PROBLEM.
Among the entries below, only the lines starting at the one with "let dir = tempfile::Builder::new()" and ending at the one with "is a no-op.", both included, are to be printed exactly.

*** DATA FOR THIS TASK

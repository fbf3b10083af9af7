//! Request-scoped scratch directories.
//!
//! A [`Workspace`] owns one uniquely-named directory under the system temp
//! root. It is removed by [`Workspace::close`], or on drop if `close` was
//! never reached.

use super::MediaError;
use std::path::{Path, PathBuf};
use tempfile::TempDir;
use tracing::{debug, warn};

/// Isolated scratch directory owned by exactly one download request
#[derive(Debug)]
pub struct Workspace {
    dir: Option<TempDir>,
    path: PathBuf,
}

impl Workspace {
    /// Create a fresh directory named `<prefix><random>` under the temp root.
    ///
    /// # Errors
    ///
    /// Returns `MediaError::Io` if the directory cannot be created.
    pub fn open(prefix: &str) -> Result<Self, MediaError> {
        Self::open_in(prefix, std::env::temp_dir())
    }

    /// Like [`Workspace::open`], but under an explicit parent directory.
    ///
    /// # Errors
    ///
    /// Returns `MediaError::Io` if the directory cannot be created.
    pub fn open_in(prefix: &str, parent: impl AsRef<Path>) -> Result<Self, MediaError> {
        let dir = tempfile::Builder::new()
            .prefix(prefix)
            .tempdir_in(parent)?;
        let path = dir.path().to_path_buf();
        debug!(path = %path.display(), "Workspace opened");
        Ok(Self {
            dir: Some(dir),
            path,
        })
    }

    /// Directory path. Still returned after close, but no longer exists then.
    #[must_use]
    pub fn path(&self) -> &Path {
        &self.path
    }

    /// Whether [`Workspace::close`] has already run.
    #[must_use]
    pub const fn is_closed(&self) -> bool {
        self.dir.is_none()
    }

    /// Remove the directory and everything in it.
    ///
    /// Removal errors are logged and ignored. Calling it again is a no-op.
    pub fn close(&mut self) {
        let Some(dir) = self.dir.take() else {
            return;
        };
        match dir.close() {
            Ok(()) => debug!(path = %self.path.display(), "Workspace removed"),
            Err(e) => warn!(
                path = %self.path.display(),
                error = %e,
                "Failed to remove workspace, ignoring"
            ),
        }
    }
}

impl Drop for Workspace {
    fn drop(&mut self) {
        if !self.is_closed() {
            debug!(path = %self.path.display(), "Workspace dropped without close");
            self.close();
        }
    }
}

#[cfg(test)]
mod tests {
    use super::*;

    #[test]
    fn test_open_creates_prefixed_directory() -> Result<(), MediaError> {
        let root = tempfile::tempdir()?;
        let ws = Workspace::open_in("yt_dl_", root.path())?;

        assert!(ws.path().is_dir());
        let name = ws
            .path()
            .file_name()
            .map(|n| n.to_string_lossy().to_string())
            .unwrap_or_default();
        assert!(name.starts_with("yt_dl_"));
        Ok(())
    }

    #[test]
    fn test_workspaces_are_unique() -> Result<(), MediaError> {
        let root = tempfile::tempdir()?;
        let a = Workspace::open_in("song_dl_", root.path())?;
        let b = Workspace::open_in("song_dl_", root.path())?;
        assert_ne!(a.path(), b.path());
        Ok(())
    }

    #[test]
    fn test_close_removes_contents_and_is_idempotent() -> Result<(), MediaError> {
        let root = tempfile::tempdir()?;
        let mut ws = Workspace::open_in("yt_dl_", root.path())?;
        let nested = ws.path().join("sub");
        std::fs::create_dir_all(&nested)?;
        std::fs::write(nested.join("track.mp3"), b"data")?;

        ws.close();
        assert!(ws.is_closed());
        assert!(!ws.path().exists());

        // second close must not panic or error
        ws.close();
        assert!(ws.is_closed());
        Ok(())
    }

    #[test]
    fn test_drop_removes_directory() -> Result<(), MediaError> {
        let root = tempfile::tempdir()?;
        let path = {
            let ws = Workspace::open_in("yt_dl_", root.path())?;
            ws.path().to_path_buf()
        };
        assert!(!path.exists());
        Ok(())
    }

    #[test]
    fn test_close_tolerates_directory_removed_externally() -> Result<(), MediaError> {
        let root = tempfile::tempdir()?;
        let mut ws = Workspace::open_in("yt_dl_", root.path())?;
        std::fs::remove_dir_all(ws.path())?;
        ws.close();
        assert!(ws.is_closed());
        Ok(())
    }
}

******

EXERCISE RESPONSE.
        let dir = tempfile::Builder::new()
            .prefix(prefix)
            .tempdir_in(parent)?;
        let path = dir.path().to_path_buf();
        debug!(path = %path.display(), "Workspace opened");
        Ok(Self {
            dir: Some(dir),
            path,
        })
    }

    /// Directory path. Still returned after close, but no longer exists then.
    #[must_use]
    pub fn path(&self) -> &Path {
        &self.path
    }

    /// Whether [`Workspace::close`] has already run.
    #[must_use]
    pub const fn is_closed(&self) -> bool {
        self.dir.is_none()
    }

    /// Remove the directory and everything in it.
    ///
    /// Removal errors are logged and ignored. Calling it again is a no-op.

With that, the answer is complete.